ROMA – “Libero” e “Il Giornale” attaccano Giorgio Napolitano. Ieri il titolo di testa del quotidiano diretto da Maurizio Belpietro suonava così: “Napolitano sgambetta Silvio”. Quello dell’house organ di Arcore: “Napolitano contro il governo. Il comunista non ci sta”. Inutile fare commenti sull’aggettivo “comunista”. Sarebbe forse il caso di ricordare che suona meglio di “piduista”, ma lasciamo perdere.
UN PRESIDENTE INDIGESTO. Oggi la destra berlusconista insofferente di ogni regola e di ogni modello democratico continua a sbraitare sul monito del Quirinale. In un Paese con una maggioranza per bene sarebbe sufficiente ricordare quanto prescrive la legge, e in particolare l’articolo 5, comma primo, n. 1 della legge n. 400/1988 che regola funzioni e attribuzioni del Governo: Il Presidente del Consiglio “comunica alle Camere la composizione del Governo e ogni mutamento in essa intervenuto”. Ciò sarebbe sufficiente ad interrompere qualsiasi marasma parolaio e riconoscere che il richiamo presidenziale era più che dovuto.

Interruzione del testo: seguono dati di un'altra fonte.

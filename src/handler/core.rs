use std::future::Future;
use std::marker::PhantomData;

use async_trait::async_trait;
use log::{debug, info, warn};
use serde::de::DeserializeOwned;
use serde::Serialize;

use crate::common::{Method, Request, Response};
use crate::error::Error;

use super::pattern::PathPattern;

/// レスポンス変換トレイト
pub trait ResponseWrapper {
    /// 自身をResponseに変換
    fn into_response(self) -> Result<Response, Error>;
}

/// 通常のシリアライズ可能なデータ型はJSONとして返す
impl<T: Serialize> ResponseWrapper for T {
    fn into_response(self) -> Result<Response, Error> {
        Response::ok().json(&self)
    }
}

/// Response型はそのまま返す
impl ResponseWrapper for Response {
    fn into_response(self) -> Result<Response, Error> {
        Ok(self)
    }
}

/// Content-Typeの許容範囲を判定（JSONボディとして解釈できるか）
pub fn is_json_like_content_type(ct: &str) -> bool {
    let main_type = ct
        .split(';')
        .next()
        .unwrap_or("")
        .trim()
        .to_ascii_lowercase();

    main_type == "application/json" || main_type.ends_with("+json")
}

/// 関数ベースのルート（メソッド + パスパターン + 処理本体）
///
/// `RouteHandlerMapping` が照合し、`RouteHandlerAdapter` が呼び出す。
#[async_trait]
pub trait Route: Send + Sync {
    /// 対象のHTTPメソッド
    fn method(&self) -> Method;

    /// 対象のパスパターン
    fn pattern(&self) -> &PathPattern;

    /// このルートが生成できるメディアタイプ（空なら制約なし）
    fn produces(&self) -> &[String] {
        &[]
    }

    /// リクエストを処理
    async fn handle(&self, req: &Request) -> Result<Response, Error>;
}

/// ボディが空でなければContent-Typeを検証してJSONとして読む
fn read_json_body<T: DeserializeOwned>(req: &Request) -> Result<Option<T>, Error> {
    let has_non_empty_body = req.body.as_ref().map(|b| !b.is_empty()).unwrap_or(false);
    if !has_non_empty_body {
        return Ok(None);
    }

    let ct = req.content_type().ok_or_else(|| {
        warn!("Request with body missing Content-Type header");
        Error::InvalidRequestBody("Missing Content-Type header".to_string())
    })?;

    if !is_json_like_content_type(ct) {
        warn!("Unsupported Content-Type for JSON parsing: {}", ct);
        return Err(Error::InvalidRequestBody(format!(
            "Unsupported Content-Type: {} (expected application/json or *+json)",
            ct
        )));
    }

    Ok(Some(req.json::<T>()?))
}

/// 同期ルートハンドラー
pub struct RouteHandler<F, T, R> {
    method: Method,
    pattern: PathPattern,
    produces: Vec<String>,
    handler_fn: F,
    _types: PhantomData<fn(T) -> R>,
}

impl<F, T, R> RouteHandler<F, T, R>
where
    F: Fn(Request, Option<T>) -> Result<R, Error> + Send + Sync + 'static,
    T: DeserializeOwned + Send + 'static,
    R: ResponseWrapper + Send + 'static,
{
    /// 新しいRouteHandlerを作成
    pub fn try_new(method: Method, path_pattern: &str, handler_fn: F) -> Result<Self, Error> {
        let pattern = PathPattern::new(path_pattern)?;
        info!("Registering handler for {} with pattern: {}", method, pattern);
        Ok(Self {
            method,
            pattern,
            produces: Vec::new(),
            handler_fn,
            _types: PhantomData,
        })
    }

    /// 生成するメディアタイプを宣言
    pub fn with_produces(mut self, media_type: impl Into<String>) -> Self {
        self.produces.push(media_type.into());
        self
    }
}

/// 非同期ルートハンドラー
pub struct AsyncRouteHandler<F, T, R, Fut> {
    method: Method,
    pattern: PathPattern,
    produces: Vec<String>,
    handler_fn: F,
    _types: PhantomData<fn(T) -> (R, Fut)>,
}

impl<F, T, R, Fut> AsyncRouteHandler<F, T, R, Fut>
where
    F: Fn(Request, Option<T>) -> Fut + Send + Sync + 'static,
    T: DeserializeOwned + Send + 'static,
    R: ResponseWrapper + Send + 'static,
    Fut: Future<Output = Result<R, Error>> + Send + 'static,
{
    /// 新しいAsyncRouteHandlerを作成
    pub fn try_new(method: Method, path_pattern: &str, handler_fn: F) -> Result<Self, Error> {
        let pattern = PathPattern::new(path_pattern)?;
        info!("Registering async handler for {} with pattern: {}", method, pattern);
        Ok(Self {
            method,
            pattern,
            produces: Vec::new(),
            handler_fn,
            _types: PhantomData,
        })
    }

    /// 生成するメディアタイプを宣言
    pub fn with_produces(mut self, media_type: impl Into<String>) -> Self {
        self.produces.push(media_type.into());
        self
    }
}

#[async_trait]
impl<F, T, R> Route for RouteHandler<F, T, R>
where
    F: Fn(Request, Option<T>) -> Result<R, Error> + Send + Sync + 'static,
    T: DeserializeOwned + Send + 'static,
    R: ResponseWrapper + Send + 'static,
{
    fn method(&self) -> Method {
        self.method
    }

    fn pattern(&self) -> &PathPattern {
        &self.pattern
    }

    fn produces(&self) -> &[String] {
        &self.produces
    }

    async fn handle(&self, req: &Request) -> Result<Response, Error> {
        let body_data = read_json_body::<T>(req)?;
        debug!("Invoking route {} {}", self.method, self.pattern);
        (self.handler_fn)(req.clone(), body_data)?.into_response()
    }
}

#[async_trait]
impl<F, T, R, Fut> Route for AsyncRouteHandler<F, T, R, Fut>
where
    F: Fn(Request, Option<T>) -> Fut + Send + Sync + 'static,
    T: DeserializeOwned + Send + 'static,
    R: ResponseWrapper + Send + 'static,
    Fut: Future<Output = Result<R, Error>> + Send + 'static,
{
    fn method(&self) -> Method {
        self.method
    }

    fn pattern(&self) -> &PathPattern {
        &self.pattern
    }

    fn produces(&self) -> &[String] {
        &self.produces
    }

    async fn handle(&self, req: &Request) -> Result<Response, Error> {
        let body_data = read_json_body::<T>(req)?;
        debug!("Invoking async route {} {}", self.method, self.pattern);
        (self.handler_fn)(req.clone(), body_data).await?.into_response()
    }
}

Ma naturalmente questo avverrebbe in un Paese con una maggioranza di governo di galantuomini, rispettosi delle regole e delle prescrizioni ma non certo nel nostro. I gerarchi di regime si sono scatenati contro il Colle. Denis Verdini ha opposto: “Non voglio polemizzare col Presidente della Repubblica, ma questo richiamo mi sembra sbagliato. Coloro che sono passati in maggioranza hanno votato tutti la fiducia, quindi mi sembra strano. E faccio notare anche che dei nove nuovi sottosegretari sei sono stati eletti col Pdl”. Appunto, sei, mentre gli altri si sono presentati, nell’aprile 2008, con l’attuale opposizione. Quindi, per rispettare la legge, era necessario darne comunicazione alle Camere. Questo ha detto, nella sua nota di venerdì, il Presidente della Repubblica. Bisognerebbe che qualcuno lo spiegasse a Verdini.
BOSSI SI SMARCA. Quanto sia difficile la situazione per il regime berlusconiano lo ha però dimostrato lo smarcamento del leader della Lega Umberto Bossi. “Diciamo che riflettendoci sopra, devo chiedere scusa al presidente Napolitano sulla faccenda dei sottosegretari, perché ha ragione” ha dichiarato ieri Bossi. Un vero e proprio schiaffo a mano morta sulla faccia del magnate di Arcore e dei suoi gerarchi. Il leader leghista ha oramai un rapporto molto stretto con il Quirinale. Bossi ha notevolmente apprezzato l’adesione di Napolitano all’impianto federalista della “sua” riforma, esplicitato non solo negli atti (ieri il Presidente ha controfirmato l’ultimo decreto legislativo in materia) ma anche nelle dichiarazioni. Ciò gli impedisce di mettersi accanto al suo alleato di Arcore contro il Colle e ci tiene a dimostrarlo.
BERLUSCONI SI GIOCA TUTTO. Come sempre gli succede in campagna elettorale, il capo dei gerarchi sta conducendo la sua campagna elettorale milanese con attacchi ai magistrati di una violenza estrema. Ieri ha detto che i pm sono un “cancro” (concetto, si fa per dire, già abbondantemente utilizzato in passato). Ha bisogno di estremizzare il voto, mettendo gli elettori di fronte all’aut-aut: dopo di me il diluvio (cioè l’imposta patrimoniale che i “comunisti” introdurrebbero se andassero al potere, mentre l’ha già introdotta lui con quella comunale contenuta nella riforma federalista). Berlusconi ritiene che, se dovesse perdere Milano, la Lega comincerebbe a sfilarsi da un’alleanza che giudica oramai periclitante ed incerta, mettendo fine alle sue fortune politiche. Per Berlusconi questo è il pericolo più serio: la fine del suo dominio sul Parlamento e sul Governo vorrebbe dire ritrovarsi indifeso davanti alla magistratura. E questo è da sempre il suo unico orizzonte.